(WHAT IS REQUIRED):
Start at the line with "acc.checked_add(amount)" in the records below, stop at the line with "use super::*;", and return every line in that span exactly, the two end lines included.
◆ ◆ ◆ ◆ ◆ ◆ ◆
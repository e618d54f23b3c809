//! # Tax Engine
//!
//! Computes cart subtotal, per-rule tax breakdown and total.
//!
//! ## Rule Selection
//! ```text
//! ┌─────────────────────────────────────────────────────────────────────────┐
//! │  For each cart line:                                                    │
//! │                                                                         │
//! │   active rules (in list order) ──► first rule where                     │
//! │                                      applyTo = all, or                  │
//! │                                      applyTo = categories ∧ line ∈ ids  │
//! │        │                                                                │
//! │        ├── none ───────► subtotal += line, no tax                       │
//! │        │                                                                │
//! │        ├── inclusive ──► base = line / (1 + rate)                       │
//! │        │                 subtotal += base, tax += line - base           │
//! │        │                                                                │
//! │        └── exclusive ──► subtotal += line, tax += line × rate           │
//! │                                                                         │
//! │  First match wins: rules never stack on one line.                       │
//! └─────────────────────────────────────────────────────────────────────────┘
//! ```
//!
//! Amounts are accumulated unrounded; callers round for display.

use std::collections::BTreeMap;

use serde::{Deserialize, Serialize};
use ts_rs::TS;

use crate::cart::CartItem;
use crate::error::{CoreError, CoreResult};
use crate::money::Money;
use crate::types::{Tax, TaxType};

/// Result of running the tax engine over a cart.
///
/// ## Invariant
/// `total == subtotal + tax_breakdown.values().sum()`
#[derive(Debug, Clone, Default, PartialEq, Serialize, Deserialize, TS)]
#[ts(export)]
#[serde(rename_all = "camelCase")]
pub struct CartTotals {
    pub subtotal: Money,
    /// Keyed by rule label, e.g. `VAT (12%)`. A matched zero-rate rule
    /// still gets an entry (with amount zero).
    pub tax_breakdown: BTreeMap<String, Money>,
    pub total: Money,
}

impl CartTotals {
    /// Sum of every breakdown bucket.
    pub fn tax_total(&self) -> Money {
        self.tax_breakdown.values().sum()
    }

    /// A copy rounded to display precision, field by field.
    pub fn rounded(&self) -> CartTotals {
        CartTotals {
            subtotal: self.subtotal.rounded(),
            tax_breakdown: self
                .tax_breakdown
                .iter()
                .map(|(label, amount)| (label.clone(), amount.rounded()))
                .collect(),
            total: self.total.rounded(),
        }
    }
}

/// Finds the first active rule covering a line of this category.
pub fn applicable_tax<'a>(category_id: &str, taxes: &'a [Tax]) -> Option<&'a Tax> {
    taxes
        .iter()
        .filter(|t| t.is_active())
        .find(|t| t.applies_to(category_id))
}

/// Computes `{subtotal, tax_breakdown, total}` for a cart.
///
/// Inactive rules are ignored, so the full tax list can be passed.
/// Fails with [`CoreError::AmountOverflow`] when a line or sum leaves the
/// decimal range.
///
/// ## Example
/// ```rust
/// use harbor_core::cart::CartItem;
/// use harbor_core::money::Money;
/// use harbor_core::tax::compute_cart_totals;
/// use harbor_core::types::{RecordStatus, Tax, TaxApplyTo, TaxRate, TaxType};
/// use rust_decimal_macros::dec;
///
/// let items = vec![CartItem::new("p-1", "c-1", Money::from_cents(1000), 2)];
/// let taxes = vec![Tax {
///     id: "t-1".into(),
///     name: "Sales Tax".into(),
///     rate: TaxRate::from_percent(dec!(10)),
///     tax_type: TaxType::Exclusive,
///     apply_to: TaxApplyTo::All,
///     category_ids: vec![],
///     status: RecordStatus::Active,
/// }];
///
/// let totals = compute_cart_totals(&items, &taxes).unwrap();
/// assert_eq!(totals.subtotal.to_string(), "20.00");
/// assert_eq!(totals.total.to_string(), "22.00");
/// ```
pub fn compute_cart_totals(items: &[CartItem], taxes: &[Tax]) -> CoreResult<CartTotals> {
    let mut subtotal = Money::zero();
    let mut tax_breakdown: BTreeMap<String, Money> = BTreeMap::new();

    for item in items {
        let line_total = item.line_total()?;

        let Some(tax) = applicable_tax(&item.category_id, taxes) else {
            subtotal = accumulate(subtotal, line_total)?;
            continue;
        };

        let (base, tax_amount) = match tax.tax_type {
            TaxType::Inclusive => line_total.split_inclusive_tax(tax.rate),
            TaxType::Exclusive => {
                let tax_amount = line_total
                    .calculate_tax(tax.rate)
                    .ok_or_else(|| CoreError::overflow("tax"))?;
                (line_total, tax_amount)
            }
        };

        subtotal = accumulate(subtotal, base)?;
        let bucket = tax_breakdown.entry(tax.label()).or_default();
        *bucket = accumulate(*bucket, tax_amount)?;
    }

    let tax_total = tax_breakdown
        .values()
        .try_fold(Money::zero(), |acc, amount| accumulate(acc, *amount))?;
    Ok(CartTotals {
        subtotal,
        total: accumulate(subtotal, tax_total)?,
        tax_breakdown,
    })
}

fn accumulate(acc: Money, amount: Money) -> CoreResult<Money> {
    acc.checked_add(amount)
        .ok_or_else(|| CoreError::overflow("cart totals"))
}

// =============================================================================
// Unit Tests
// =============================================================================

#[cfg(test)]
mod tests {
    use super::*;
    use crate::types::{RecordStatus, TaxApplyTo, TaxRate};
    use rust_decimal_macros::dec;

    fn tax(id: &str, name: &str, pct: rust_decimal::Decimal, tax_type: TaxType) -> Tax {
        Tax {
            id: id.to_string(),
            name: name.to_string(),
            rate: TaxRate::from_percent(pct),
            tax_type,
            apply_to: TaxApplyTo::All,
            category_ids: vec![],
            status: RecordStatus::Active,
        }
    }

    fn for_categories(mut t: Tax, ids: &[&str]) -> Tax {
        t.apply_to = TaxApplyTo::Categories;
        t.category_ids = ids.iter().map(|s| s.to_string()).collect();
        t
    }

    #[test]
    fn test_empty_cart() {
        let taxes = [tax("t", "VAT", dec!(12), TaxType::Inclusive)];
        let totals = compute_cart_totals(&[], &taxes).unwrap();
        assert!(totals.subtotal.is_zero());
        assert!(totals.total.is_zero());
        assert!(totals.tax_breakdown.is_empty());
    }

    #[test]
    fn test_exclusive_rule_adds_on_top() {
        let items = vec![CartItem::new("p-1", "1", Money::from_cents(1000), 2)];
        let taxes = vec![tax("t", "Sales Tax", dec!(10), TaxType::Exclusive)];

        let totals = compute_cart_totals(&items, &taxes).unwrap();
        assert_eq!(totals.subtotal.amount(), dec!(20.00));
        assert_eq!(totals.tax_breakdown["Sales Tax (10%)"].amount(), dec!(2.00));
        assert_eq!(totals.total.amount(), dec!(22.00));
    }

    #[test]
    fn test_inclusive_rule_backs_out_base() {
        let items = vec![CartItem::new("p-1", "4", Money::from_cents(1120), 1)];
        let taxes = vec![tax("t", "VAT", dec!(12), TaxType::Inclusive)];

        let totals = compute_cart_totals(&items, &taxes).unwrap();
        assert_eq!(totals.subtotal.amount(), dec!(10.00));
        assert_eq!(totals.tax_breakdown["VAT (12%)"].amount(), dec!(1.20));
        assert_eq!(totals.total.amount(), dec!(11.20));
    }

    #[test]
    fn test_first_matching_rule_wins() {
        let items = vec![
            CartItem::new("bread", "bakery", Money::from_cents(1000), 1),
            CartItem::new("water", "drinks", Money::from_cents(500), 1),
        ];
        let taxes = vec![
            for_categories(tax("t-2", "Service Fee", dec!(5), TaxType::Exclusive), &["bakery"]),
            tax("t-1", "VAT", dec!(10), TaxType::Exclusive),
        ];

        let totals = compute_cart_totals(&items, &taxes).unwrap();
        // bread: service fee only; water: VAT only
        assert_eq!(totals.tax_breakdown["Service Fee (5%)"].amount(), dec!(0.50));
        assert_eq!(totals.tax_breakdown["VAT (10%)"].amount(), dec!(0.50));
        assert_eq!(totals.total.amount(), dec!(16.00));
    }

    #[test]
    fn test_inactive_and_empty_category_rules_are_skipped() {
        let mut inactive = tax("t-1", "Old VAT", dec!(15), TaxType::Exclusive);
        inactive.status = RecordStatus::Inactive;
        let no_effect = for_categories(tax("t-2", "Levy", dec!(3), TaxType::Exclusive), &[]);

        let items = vec![CartItem::new("p-1", "1", Money::from_cents(1000), 1)];
        let totals = compute_cart_totals(&items, &[inactive, no_effect]).unwrap();

        assert_eq!(totals.subtotal.amount(), dec!(10.00));
        assert_eq!(totals.total.amount(), dec!(10.00));
        assert!(totals.tax_breakdown.is_empty());
    }

    #[test]
    fn test_same_label_buckets_merge() {
        let items = vec![
            CartItem::new("a", "1", Money::from_cents(1000), 1),
            CartItem::new("b", "2", Money::from_cents(3000), 1),
        ];
        let taxes = vec![
            for_categories(tax("t-1", "VAT", dec!(10), TaxType::Exclusive), &["1"]),
            for_categories(tax("t-2", "VAT", dec!(10), TaxType::Exclusive), &["2"]),
        ];

        let totals = compute_cart_totals(&items, &taxes).unwrap();
        assert_eq!(totals.tax_breakdown.len(), 1);
        assert_eq!(totals.tax_breakdown["VAT (10%)"].amount(), dec!(4.00));
    }

    #[test]
    fn test_zero_rate_rule_keeps_empty_bucket() {
        let items = vec![CartItem::new("p-1", "1", Money::from_cents(1000), 1)];
        let taxes = vec![tax("t", "Zero Rated", dec!(0), TaxType::Exclusive)];

        let totals = compute_cart_totals(&items, &taxes).unwrap();
        assert_eq!(totals.tax_breakdown.len(), 1);
        assert!(totals.tax_breakdown["Zero Rated (0%)"].is_zero());
        assert_eq!(totals.total, totals.subtotal);
    }

    #[test]
    fn test_rounding_happens_once() {
        // Three lines of 0.10 inclusive at 12%: each tax is 0.0107..., which
        // rounds to 0.01, but the accumulated tax rounds to 0.03.
        let items = vec![
            CartItem::new("a", "1", Money::from_cents(10), 1),
            CartItem::new("b", "1", Money::from_cents(10), 1),
            CartItem::new("c", "1", Money::from_cents(10), 1),
        ];
        let taxes = vec![tax("t", "VAT", dec!(12), TaxType::Inclusive)];

        let totals = compute_cart_totals(&items, &taxes).unwrap().rounded();
        assert_eq!(totals.tax_breakdown["VAT (12%)"].to_string(), "0.03");
        assert_eq!(totals.total.to_string(), "0.30");
    }

    #[test]
    fn test_overflowing_line_is_an_error() {
        let items = vec![CartItem::new(
            "p-1",
            "1",
            Money::from_decimal(dec!(1000000000000)),
            i64::MAX,
        )];
        let taxes = vec![tax("t", "VAT", dec!(10), TaxType::Exclusive)];

        let err = compute_cart_totals(&items, &taxes).unwrap_err();
        assert!(matches!(err, CoreError::AmountOverflow { .. }));
    }

    #[test]
    fn test_overflowing_sum_is_an_error() {
        let max = Money::from_decimal(rust_decimal::Decimal::MAX);
        let items = vec![
            CartItem::new("a", "1", max, 1),
            CartItem::new("b", "1", max, 1),
        ];

        let err = compute_cart_totals(&items, &[]).unwrap_err();
        assert!(matches!(err, CoreError::AmountOverflow { .. }));
    }
}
◆ ◆ ◆ ◆ ◆ ◆ ◆
(EXERCISE RESPONSE):
    acc.checked_add(amount)
        .ok_or_else(|| CoreError::overflow("cart totals"))
}

// =============================================================================
// Unit Tests
// =============================================================================

#[cfg(test)]
mod tests {
    use super::*;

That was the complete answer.